Таким образом, для российских империалистов коммунизм стал чем-то вроде новой религии, «нового православия», которое позволяло еще эффективнее расширять империю, давая ей шанс обрести владычество над всем земным шаром. Если православие было основой идеологии царской империи (в центрах городов на завоеванных территориях строили православные соборы, чтобы обозначить власть Москвы), то в XX веке «православием нового типа» стала коммунистическая идеология. Она была более эффективной: ею интересовались элиты западного мира и легче впитывали бедные народы Азии, Африки и Латинской Америки. Москва в качестве столицы Коммунистического интернационала стала одним из двух важнейших пунктов мира. Многие россияне с имперскими склонностями, даже не будучи убежденными марксистами, гордились силой империи.
Новое наступление варваров
Идеологическое и экономическое банкротство коммунизма привело на рубеже 1980-90-х годов к серьезному кризису имперской власти в России. Поиск новых ориентиров в западной идеологической сфере был обречен на поражение. Западноевропейский неомарксизм, продвигаемый в виде так называемой сексуальной революции сеет опустошение в сфере общественной жизни, а Россия после эпохи коммунизма переживала глубокий моральный кризис. Аборты, алкоголизм, разводы, демографические проблемы - все это не может не пугать тех, кто мечтает возродить империю. Чтобы вернуть России доминирующую роль в Евразии, недостаточно нефти и газа. Из этого исходила попытка вернуться к православию. При этом мы должны помнить, что речь идет не о возврате к религии в католическом понимании, то есть не о возращении людей в церковное лоно после долгих лет советской атеизации. Здесь роль Церкви редуцируется до послушного орудия в руках Кремля. Это прекрасно демонстрирует Дугин. Для российского идеолога коммунизм был лишь специфическим видом православия, оправдывавшим имперские стремления Москвы. Можно сказать, что для империалистов Церковью выступает государство (империя), а религия (неважно, православие или коммунизм) служит функцией этой империи. Ее завоевания лишены практического смысла, который старается найти Европа. Многие пытаются анализировать в этой плоскости политико-экономическую «рентабельность» (или, скорее, ее отсутствие) захвата Россией Крыма. Для строителей империи увеличение территории имеет практически мистическое измерение, это своего рода религиозный акт сакрального расширения государства, которое таким образом воплощает в жизнь свою «спасительную миссию».

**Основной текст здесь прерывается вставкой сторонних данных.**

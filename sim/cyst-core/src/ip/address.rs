use std::{
    fmt::{self, Display},
    net::Ipv4Addr,
    str::FromStr,
};

/// An IPv4 address assigned to a port or carried by a message.
#[derive(Debug, Clone, Copy, PartialEq, Eq, PartialOrd, Ord, Hash, Default)]
pub struct Ipv4Address([u8; 4]);

impl Ipv4Address {
    /// The address `0.0.0.0`.
    pub const CURRENT_NETWORK: Self = Self([0u8, 0, 0, 0]);

    /// The address `127.0.0.1`.
    pub const LOCALHOST: Self = Self([127u8, 0, 0, 1]);

    /// The address `255.255.255.255`.
    pub const BROADCAST: Self = Self([255u8, 255, 255, 255]);

    pub const fn new(address: [u8; 4]) -> Self {
        Self(address)
    }

    /// Gets the address as a `u32`.
    pub const fn to_u32(self) -> u32 {
        u32::from_be_bytes(self.0)
    }

    /// Gets the address as a `[u8; 4]`.
    pub const fn to_bytes(self) -> [u8; 4] {
        self.0
    }
}

impl Display for Ipv4Address {
    fn fmt(&self, f: &mut fmt::Formatter<'_>) -> fmt::Result {
        let [a, b, c, d] = self.0;
        write!(f, "{a}.{b}.{c}.{d}")
    }
}

impl From<u32> for Ipv4Address {
    fn from(n: u32) -> Self {
        Self(n.to_be_bytes())
    }
}

impl From<[u8; 4]> for Ipv4Address {
    fn from(n: [u8; 4]) -> Self {
        Self(n)
    }
}

impl From<Ipv4Address> for u32 {
    fn from(address: Ipv4Address) -> Self {
        address.to_u32()
    }
}

impl From<Ipv4Addr> for Ipv4Address {
    fn from(address: Ipv4Addr) -> Self {
        Self(address.octets())
    }
}

impl From<Ipv4Address> for Ipv4Addr {
    fn from(address: Ipv4Address) -> Self {
        Ipv4Addr::from(address.0)
    }
}

#[derive(Clone, Debug, thiserror::Error, PartialEq, Eq)]
#[error("'{0}' is not a valid IPv4 address")]
pub struct AddressParseError(pub String);

impl FromStr for Ipv4Address {
    type Err = AddressParseError;

    fn from_str(s: &str) -> Result<Self, Self::Err> {
        Ipv4Addr::from_str(s.trim())
            .map(Ipv4Address::from)
            .map_err(|_| AddressParseError(s.to_string()))
    }
}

Сакральное отношение к империи глубоко укоренилось в русской натуре, отсюда - та популярность, какой пользуется нынешняя российская власть, в особенности президент Путин. Ведь он возвращается на путь, который понимался в туранской традиции Москвы как «предназначение», воплощавшееся в завоеваниях царей и большевистских генсеков. Разумеется, мы имеем здесь дело с абсолютно коллективистским пониманием жизни общества, а любые альтернативные (персоналистические) подходы отметаются, как враждебные. Поэтому империалисты не видят места для независимой Центральной Европы. Дугин констатирует: «Мы все — русские, сербы, татары и т.д. представляем варварскую стихию. Варварство — это жизнь, это сакральный свет традиции. (...) В этом грандиозном столкновении атлантической цивилизации и евразийской культуры все, что находится между нами (Польша, Украина, Центральная Европа, а, кто знает, возможно, и Германия) обречено на исчезновение, поглощение».